**Task requirements**
Your answer should be every line with the word "slot", copied from the data below.

**Supplied material**
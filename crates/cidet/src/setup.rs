//! Buffer configuration iteration and per-case operand binding.

use tracing::trace;

use crate::addressing::{solve, AddressShape, AddressSkip};
use crate::buffer::{BufferDescriptor, ExpectXcpt, PageAccess, DATA_BUF_SIZE};
use crate::ctx::{gpr, SegReg, PF_ERR_P, PF_ERR_US, PF_ERR_W, XCPT_PF};
use crate::descriptor::{Access, OperandKind};
use crate::driver::PlatformDriver;
use crate::engine::{CidetCore, EngineState, MAX_MEMORY_OPERANDS};
use crate::error::{CidetError, Result};
use crate::operand::{size_mask, InOut, OperandBinding, OperandLocation};

/// #PF the data access would raise on a page with `access` rights, if any.
///
/// A page with any right is present and therefore readable. Read-modify-write operands are
/// checked for write access up front and fault as writes.
pub fn data_access_fault(access: PageAccess, op: Access, cpl: u8) -> ExpectXcpt {
    let present = !access.is_empty();
    let read_denied = op.reads() && !present;
    let write_denied = op.writes() && !access.contains(PageAccess::WRITE);
    if !read_denied && !write_denied {
        return ExpectXcpt::None;
    }
    let mut error_code = 0;
    if present {
        error_code |= PF_ERR_P;
    }
    if op.writes() {
        error_code |= PF_ERR_W;
    }
    if cpl == 3 {
        error_code |= PF_ERR_US;
    }
    ExpectXcpt::PageFault { error_code }
}

/// Segment a memory operand uses without an override prefix.
fn default_segment(op: &OperandBinding) -> SegReg {
    if op.spec.always_es {
        SegReg::Es
    } else if matches!(op.mem_base, Some(gpr::RSP | gpr::RBP)) {
        SegReg::Ss
    } else {
        SegReg::Ds
    }
}

impl EngineState {
    fn new_data_buf(&self, config_index: usize, operand: usize) -> BufferDescriptor {
        let config = self.data_buf_configs[config_index];
        let mut buf = BufferDescriptor::new(config_index, config);
        buf.cb = u32::from(self.operands[operand].size);
        buf.off = config.offset_for(DATA_BUF_SIZE, buf.cb);
        buf.operand = Some(operand);
        buf
    }

    /// Merges an address register value into a context, keeping the bits above the address
    /// width from the template.
    fn write_address_reg(&mut self, reg: u8, value: u64) {
        let mask = size_mask(self.enc.addr_bytes);
        for ctx in [&mut self.input, &mut self.expected] {
            let slot = &mut ctx.gprs[usize::from(reg)];
            *slot = (*slot & !mask) | (value & mask);
        }
    }

    fn bind_register_operand(&mut self, idx: usize) -> Result<bool> {
        let mnemonic = self.instr.map_or("", |instr| instr.mnemonic);
        let op = &mut self.operands[idx];
        match op.spec.kind {
            OperandKind::Gpr => {
                let Some(reg) = op.phys_reg() else {
                    return Err(CidetError::UnsupportedOperandKind {
                        mnemonic,
                        index: idx,
                        kind: op.spec.kind,
                    });
                };
                op.location = OperandLocation::Gpr {
                    index: reg,
                    high_byte: op.is_high_byte,
                };
            }
            OperandKind::SegReg => match op.reg.and_then(SegReg::from_index) {
                Some(seg) => op.location = OperandLocation::SegReg(seg),
                // REG values 6 and 7 name no segment register.
                None => {
                    self.skips.setup_in_out += 1;
                    return Ok(false);
                }
            },
            OperandKind::Immediate => op.location = OperandLocation::Immediate,
            kind => {
                return Err(CidetError::UnsupportedOperandKind {
                    mnemonic,
                    index: idx,
                    kind,
                })
            }
        }
        Ok(true)
    }

    /// Turns the pending #PF expectation of a data buffer into the expected context.
    fn apply_expected_exceptions(&mut self) {
        let fault = self.data_bufs.iter().find_map(|buf| match buf.expect_xcpt {
            ExpectXcpt::PageFault { error_code } => buf.operand.map(|op| (op, error_code)),
            ExpectXcpt::None => None,
        });
        let Some((op_idx, error_code)) = fault else {
            return;
        };

        let addr = self.operands[op_idx].eff_addr;
        self.expected = self.input;
        self.expected.xcpt = XCPT_PF;
        self.expected.err = error_code;
        self.expected.cr2 = addr;
        for op in &mut self.operands {
            op.mem_expected = op.mem_input;
        }
    }

    fn callback_view(&mut self) -> InOut<'_> {
        InOut {
            mode: self.mode,
            operands: &mut self.operands,
            input: &mut self.input,
            expected: &mut self.expected,
            indicators: self.indicators,
            cursors: &mut self.cursors,
            rng: &mut self.rng,
        }
    }
}

impl<D: PlatformDriver> CidetCore<D> {
    /// Attaches a data buffer using the first data configuration to every memory operand.
    ///
    /// Returns `false` if the encoding has a memory operand but no data configuration exists.
    pub fn setup_first_memory_operand_config(&mut self) -> Result<bool> {
        let st = &mut self.state;
        st.data_bufs.clear();
        for idx in 0..st.operands.len() {
            if !st.operands[idx].is_mem {
                st.operands[idx].data_buf = None;
                continue;
            }
            if st.data_buf_configs.is_empty() {
                return Ok(false);
            }
            if st.data_bufs.len() >= MAX_MEMORY_OPERANDS {
                return Err(CidetError::TooManyMemoryOperands {
                    mnemonic: st.instr.map_or("", |instr| instr.mnemonic),
                    count: st.operands.iter().filter(|op| op.is_mem).count(),
                    max: MAX_MEMORY_OPERANDS,
                });
            }
            let buf = st.new_data_buf(0, idx);
            st.operands[idx].data_buf = Some(st.data_bufs.len());
            st.data_bufs.push(buf);
        }
        Ok(true)
    }

    /// Moves every data buffer on to the next data configuration.
    pub fn setup_next_memory_operand_config(&mut self) -> bool {
        let st = &mut self.state;
        let Some(first) = st.data_bufs.first() else {
            return false;
        };
        let next = first.config_index + 1;
        if next >= st.data_buf_configs.len() {
            return false;
        }
        for i in 0..st.data_bufs.len() {
            if let Some(op) = st.data_bufs[i].operand {
                st.data_bufs[i] = st.new_data_buf(next, op);
            }
        }
        true
    }

    pub fn setup_first_code_buffer_config(&mut self) {
        let st = &mut self.state;
        if let Some(config) = st.code_buf_configs.first() {
            st.code_buf = BufferDescriptor::new(0, *config);
        }
    }

    pub fn setup_next_code_buffer_config(&mut self) -> bool {
        let st = &mut self.state;
        let next = st.code_buf.config_index + 1;
        match st.code_buf_configs.get(next) {
            Some(config) => {
                st.code_buf = BufferDescriptor::new(next, *config);
                true
            }
            None => false,
        }
    }

    /// Binds every operand for the current test case and asks the instruction for input and
    /// expected values.
    ///
    /// Memory operands get a data buffer from the driver and base/index/displacement values that
    /// make the effective address land on it. Returns `Ok(false)` when the case has to be
    /// skipped.
    pub fn setup_in_out(&mut self) -> Result<bool> {
        let Some(instr) = self.state.instr else {
            return Err(CidetError::NoInstruction);
        };
        let next_ip = self
            .state
            .input
            .rip
            .wrapping_add(u64::from(self.state.instr_len));

        for idx in 0..self.state.operands.len() {
            self.state.operands[idx].reset_values();
            let bound = if self.state.operands[idx].is_mem {
                self.bind_memory_operand(idx, next_ip)
            } else {
                self.state.bind_register_operand(idx)?
            };
            if !bound {
                return Ok(false);
            }
        }

        let outcome = (instr.setup)(&mut self.state.callback_view(), false);
        match outcome {
            Ok(outcome) => trace!(?outcome, "operand values ready"),
            Err(err) => {
                trace!(%err, "setup declined the encoding");
                self.state.skips.setup_in_out += 1;
                return Ok(false);
            }
        }

        let st = &mut self.state;
        for op in st.operands.iter_mut() {
            if op.is_mem && !op.spec.access.writes() {
                op.mem_expected = op.mem_input;
            }
        }
        st.apply_expected_exceptions();

        for buf in &st.data_bufs {
            let Some(op_idx) = buf.operand else {
                continue;
            };
            let op = &st.operands[op_idx];
            let bytes = &op.mem_input[..usize::from(op.size)];
            if !self.driver.setup_data_buf(buf, bytes) {
                st.skips.setup_data_buf += 1;
                return Ok(false);
            }
        }
        Ok(true)
    }

    fn bind_memory_operand(&mut self, idx: usize, next_ip: u64) -> bool {
        let st = &mut self.state;
        let Some(buf_idx) = st.operands[idx].data_buf else {
            st.skips.re_init_data_buf += 1;
            return false;
        };

        let eff_seg = st
            .enc
            .seg_prefix
            .unwrap_or_else(|| default_segment(&st.operands[idx]));
        let buf = &mut st.data_bufs[buf_idx];
        buf.eff_seg = Some(eff_seg);
        buf.active = false;
        if !self.driver.reinit_data_buf(buf) {
            st.skips.re_init_data_buf += 1;
            return false;
        }
        buf.active = true;

        let eff_addr = buf.active_addr();
        let seg_offset = eff_addr.wrapping_sub(buf.seg_base);
        let addr_mask = size_mask(st.enc.addr_bytes);
        if seg_offset > addr_mask {
            trace!(seg_offset, "data buffer not reachable with this address size");
            st.skips.re_init_data_buf += 1;
            return false;
        }
        buf.expect_xcpt = data_access_fault(
            buf.config.access,
            st.operands[idx].spec.access,
            st.input.cpl(),
        );

        let op = &st.operands[idx];
        let shape = AddressShape {
            base: op.mem_base,
            index: op.mem_index,
            scale: op.mem_scale,
            disp_size: op.disp_size,
            rip_relative: op.is_rip_relative,
            addr_bytes: st.enc.addr_bytes,
        };
        let solution = match solve(&shape, seg_offset, next_ip, &mut st.rng) {
            Ok(solution) => solution,
            Err(skip) => {
                trace!(%skip, seg_offset, "no register values reach the data buffer");
                match skip {
                    AddressSkip::RipRelativeOutOfRange => st.skips.data_buf_wrt_rip += 1,
                    AddressSkip::SameBaseIndexRemainder => st.skips.same_base_index_remainder += 1,
                    AddressSkip::OnlyIndexRemainder => st.skips.only_index_remainder += 1,
                    AddressSkip::DirectAddressingOverflow => {
                        st.skips.direct_addressing_overflow += 1
                    }
                }
                return false;
            }
        };
        debug_assert_eq!(solution.effective_offset(&shape, next_ip), seg_offset);

        if let Some(base) = shape.base {
            st.write_address_reg(base, solution.base_value);
        }
        if let Some(index) = shape.index {
            st.write_address_reg(index, solution.index_value);
        }

        let op = &mut st.operands[idx];
        op.imm_disp = solution.disp as u64;
        op.base_value = solution.base_value;
        op.index_value = solution.index_value;
        op.eff_seg = Some(eff_seg);
        op.eff_addr = eff_addr;
        op.seg_offset = seg_offset;
        op.location = OperandLocation::Memory;
        true
    }
}
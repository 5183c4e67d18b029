//! Per-encoding operand bindings and the value accessor handed to instruction setup callbacks.

use rand::rngs::StdRng;
use rand::Rng;

use crate::ctx::{CpuContext, SegReg};
use crate::descriptor::{OperandKind, OperandSpec};
use crate::encoding::Indicators;
use crate::mode::TargetMode;

/// Largest memory operand (zword).
pub const MAX_OPERAND_BYTES: usize = 64;

/// Number of iteration cursors an instruction's setup callback may keep between cases.
pub const IN_OUT_CURSORS: usize = 4;

/// Byte size to value mask.
pub const BYTE_SIZE_TO_MASK: [u64; 9] = [
    0,
    0xff,
    0xffff,
    0xff_ffff,
    0xffff_ffff,
    0xff_ffff_ffff,
    0xffff_ffff_ffff,
    0xff_ffff_ffff_ffff,
    u64::MAX,
];

/// Byte size to largest signed value.
pub const BYTE_SIZE_TO_MAX: [i64; 9] = [
    0,
    i8::MAX as i64,
    i16::MAX as i64,
    0x7f_ffff,
    i32::MAX as i64,
    0x7f_ffff_ffff,
    0x7fff_ffff_ffff,
    0x7f_ffff_ffff_ffff,
    i64::MAX,
];

pub fn size_mask(cb: u8) -> u64 {
    BYTE_SIZE_TO_MASK[usize::from(cb.min(8))]
}

/// Sign-extends the low `cb` bytes of `value`.
pub fn sign_extend(value: u64, cb: u8) -> i64 {
    match cb {
        0 => 0,
        1 => value as u8 as i8 as i64,
        2 => value as u16 as i16 as i64,
        4 => value as u32 as i32 as i64,
        8 => value as i64,
        _ => {
            let shift = 64 - 8 * u32::from(cb.min(8));
            ((value << shift) as i64) >> shift
        }
    }
}

/// Where an operand's input and expected values live.
#[derive(Debug, Clone, Copy, PartialEq, Eq)]
pub enum OperandLocation {
    Unbound,
    Gpr { index: u8, high_byte: bool },
    SegReg(SegReg),
    Immediate,
    /// The operand's scratch bytes, staged into its data buffer.
    Memory,
}

/// An operand resolved for the current encoding.
#[derive(Debug, Clone)]
pub struct OperandBinding {
    pub spec: OperandSpec,
    /// Register number as encoded (high-byte registers keep their 4..7 encoding), `None` for
    /// memory operands and immediates.
    pub reg: Option<u8>,
    /// Resolved size in bytes.
    pub size: u8,
    pub is_mem: bool,
    pub is_high_byte: bool,
    pub is_rip_relative: bool,
    pub mem_base: Option<u8>,
    pub mem_index: Option<u8>,
    /// 1, 2, 4 or 8.
    pub mem_scale: u8,
    /// Displacement size in bytes: 0, 1, 2 or 4.
    pub disp_size: u8,
    pub eff_seg: Option<SegReg>,
    /// Linear address of the memory operand.
    pub eff_addr: u64,
    /// Offset of the memory operand within its segment.
    pub seg_offset: u64,
    /// Displacement of a memory operand, value of an immediate.
    pub imm_disp: u64,
    pub base_value: u64,
    pub index_value: u64,
    pub location: OperandLocation,
    pub data_buf: Option<usize>,
    pub mem_input: [u8; MAX_OPERAND_BYTES],
    pub mem_expected: [u8; MAX_OPERAND_BYTES],
}

impl OperandBinding {
    pub fn new(spec: OperandSpec) -> Self {
        Self {
            spec,
            reg: None,
            size: 0,
            is_mem: false,
            is_high_byte: false,
            is_rip_relative: false,
            mem_base: None,
            mem_index: None,
            mem_scale: 1,
            disp_size: 0,
            eff_seg: None,
            eff_addr: 0,
            seg_offset: 0,
            imm_disp: 0,
            base_value: 0,
            index_value: 0,
            location: OperandLocation::Unbound,
            data_buf: None,
            mem_input: [0; MAX_OPERAND_BYTES],
            mem_expected: [0; MAX_OPERAND_BYTES],
        }
    }

    pub fn is_imm(&self) -> bool {
        self.spec.kind == OperandKind::Immediate
    }

    /// Register-direct general purpose register operand.
    pub fn is_gpr(&self) -> bool {
        !self.is_mem && self.spec.kind == OperandKind::Gpr && self.reg.is_some()
    }

    /// Register file index this operand touches, with `ah..bh` mapped onto `rax..rbx`.
    pub fn phys_reg(&self) -> Option<u8> {
        if self.is_mem {
            return None;
        }
        let reg = self.reg?;
        Some(if self.is_high_byte { reg - 4 } else { reg })
    }

    /// Byte lanes of the physical register the operand covers.
    pub fn reg_lanes(&self) -> std::ops::Range<u8> {
        if self.is_high_byte {
            1..2
        } else {
            0..self.size.max(1)
        }
    }

    /// Clears everything the binder derives for an encoding, keeping the encoding shape.
    pub(crate) fn reset_values(&mut self) {
        self.eff_seg = None;
        self.eff_addr = 0;
        self.seg_offset = 0;
        self.base_value = 0;
        self.index_value = 0;
        self.location = OperandLocation::Unbound;
        self.mem_input = [0; MAX_OPERAND_BYTES];
        self.mem_expected = [0; MAX_OPERAND_BYTES];
        if !self.is_mem {
            self.imm_disp = 0;
        }
    }
}

#[derive(Clone, Copy, PartialEq, Eq)]
enum Side {
    Input,
    Expected,
}

fn read_value(op: &OperandBinding, ctx: &CpuContext, side: Side) -> u64 {
    let mask = size_mask(op.size);
    match op.location {
        OperandLocation::Gpr { index, high_byte } => {
            let shift = if high_byte { 8 } else { 0 };
            (ctx.gprs[usize::from(index)] >> shift) & mask
        }
        OperandLocation::SegReg(seg) => u64::from(ctx.sreg(seg)) & mask,
        OperandLocation::Immediate => op.imm_disp & mask,
        OperandLocation::Memory => {
            let bytes = match side {
                Side::Input => &op.mem_input,
                Side::Expected => &op.mem_expected,
            };
            let n = usize::from(op.size.min(8));
            let mut le = [0u8; 8];
            le[..n].copy_from_slice(&bytes[..n]);
            u64::from_le_bytes(le)
        }
        OperandLocation::Unbound => 0,
    }
}

fn write_value(op: &mut OperandBinding, ctx: &mut CpuContext, side: Side, value: u64) {
    let mask = size_mask(op.size);
    match op.location {
        OperandLocation::Gpr { index, high_byte } => {
            let shift = if high_byte { 8 } else { 0 };
            let reg = &mut ctx.gprs[usize::from(index)];
            *reg = (*reg & !(mask << shift)) | ((value & mask) << shift);
        }
        OperandLocation::SegReg(seg) => ctx.set_sreg(seg, value as u16),
        OperandLocation::Immediate => {
            if side == Side::Input {
                op.imm_disp = value & mask;
            }
        }
        OperandLocation::Memory => {
            let bytes = match side {
                Side::Input => &mut op.mem_input,
                Side::Expected => &mut op.mem_expected,
            };
            let n = usize::from(op.size.min(8));
            bytes[..n].copy_from_slice(&value.to_le_bytes()[..n]);
        }
        OperandLocation::Unbound => {}
    }
}

/// View of the engine state given to an instruction's setup callback.
///
/// Values are read and written at the operand's resolved size. Input writes do not touch the
/// expected side; the callback predicts every operand it cares about.
pub struct InOut<'a> {
    pub(crate) mode: TargetMode,
    pub(crate) operands: &'a mut [OperandBinding],
    pub(crate) input: &'a mut CpuContext,
    pub(crate) expected: &'a mut CpuContext,
    pub(crate) indicators: Indicators,
    pub(crate) cursors: &'a mut [usize; IN_OUT_CURSORS],
    pub(crate) rng: &'a mut StdRng,
}

impl<'a> InOut<'a> {
    pub fn mode(&self) -> TargetMode {
        self.mode
    }

    pub fn operand_count(&self) -> usize {
        self.operands.len()
    }

    pub fn operand(&self, index: usize) -> &OperandBinding {
        &self.operands[index]
    }

    pub fn indicators(&self) -> &Indicators {
        &self.indicators
    }

    /// The operand is a register also used to address memory, so its input value is already
    /// fixed by the address solver.
    pub fn is_pinned(&self, index: usize) -> bool {
        let op = &self.operands[index];
        op.is_gpr()
            && op.spec.role == crate::descriptor::ModRmRole::Reg
            && self.indicators.reg_collision_mem
    }

    pub fn input_value(&self, index: usize) -> u64 {
        read_value(&self.operands[index], self.input, Side::Input)
    }

    pub fn expected_value(&self, index: usize) -> u64 {
        read_value(&self.operands[index], self.expected, Side::Expected)
    }

    pub fn set_input_value(&mut self, index: usize, value: u64) {
        write_value(&mut self.operands[index], self.input, Side::Input, value);
    }

    pub fn set_expected_value(&mut self, index: usize, value: u64) {
        write_value(&mut self.operands[index], self.expected, Side::Expected, value);
    }

    /// Predicts an instruction result written to `index`.
    ///
    /// Dword writes to a general purpose register clear the upper half in 64-bit mode.
    pub fn set_result(&mut self, index: usize, value: u64) {
        let op = &self.operands[index];
        if let OperandLocation::Gpr {
            index: reg,
            high_byte: false,
        } = op.location
        {
            if op.size == 4 && self.mode.is_64bit() {
                self.expected.gprs[usize::from(reg)] = value & 0xffff_ffff;
                return;
            }
        }
        self.set_expected_value(index, value);
    }

    pub fn input_rflags(&self) -> u64 {
        self.input.rflags
    }

    pub fn set_input_rflags(&mut self, rflags: u64) {
        self.input.rflags = rflags;
    }

    pub fn expected_rflags(&self) -> u64 {
        self.expected.rflags
    }

    pub fn set_expected_rflags(&mut self, rflags: u64) {
        self.expected.rflags = rflags;
    }

    /// Marks flags the prediction leaves undefined.
    pub fn ignore_rflags(&mut self, mask: u64) {
        self.expected.ignored_rflags |= mask;
    }

    /// Iteration cursor kept across test cases of the same instruction.
    pub fn cursor(&mut self, slot: usize) -> &mut usize {
        &mut self.cursors[slot]
    }

    /// A random value masked to the operand's size.
    pub fn random_value(&mut self, index: usize) -> u64 {
        let mask = size_mask(self.operands[index].size);
        self.rng.gen::<u64>() & mask
    }

    pub fn rng(&mut self) -> &mut StdRng {
        self.rng
    }
}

**Result for this task**
            let slot = &mut ctx.gprs[usize::from(reg)];
            *slot = (*slot & !mask) | (value & mask);
    pub fn cursor(&mut self, slot: usize) -> &mut usize {
        &mut self.cursors[slot]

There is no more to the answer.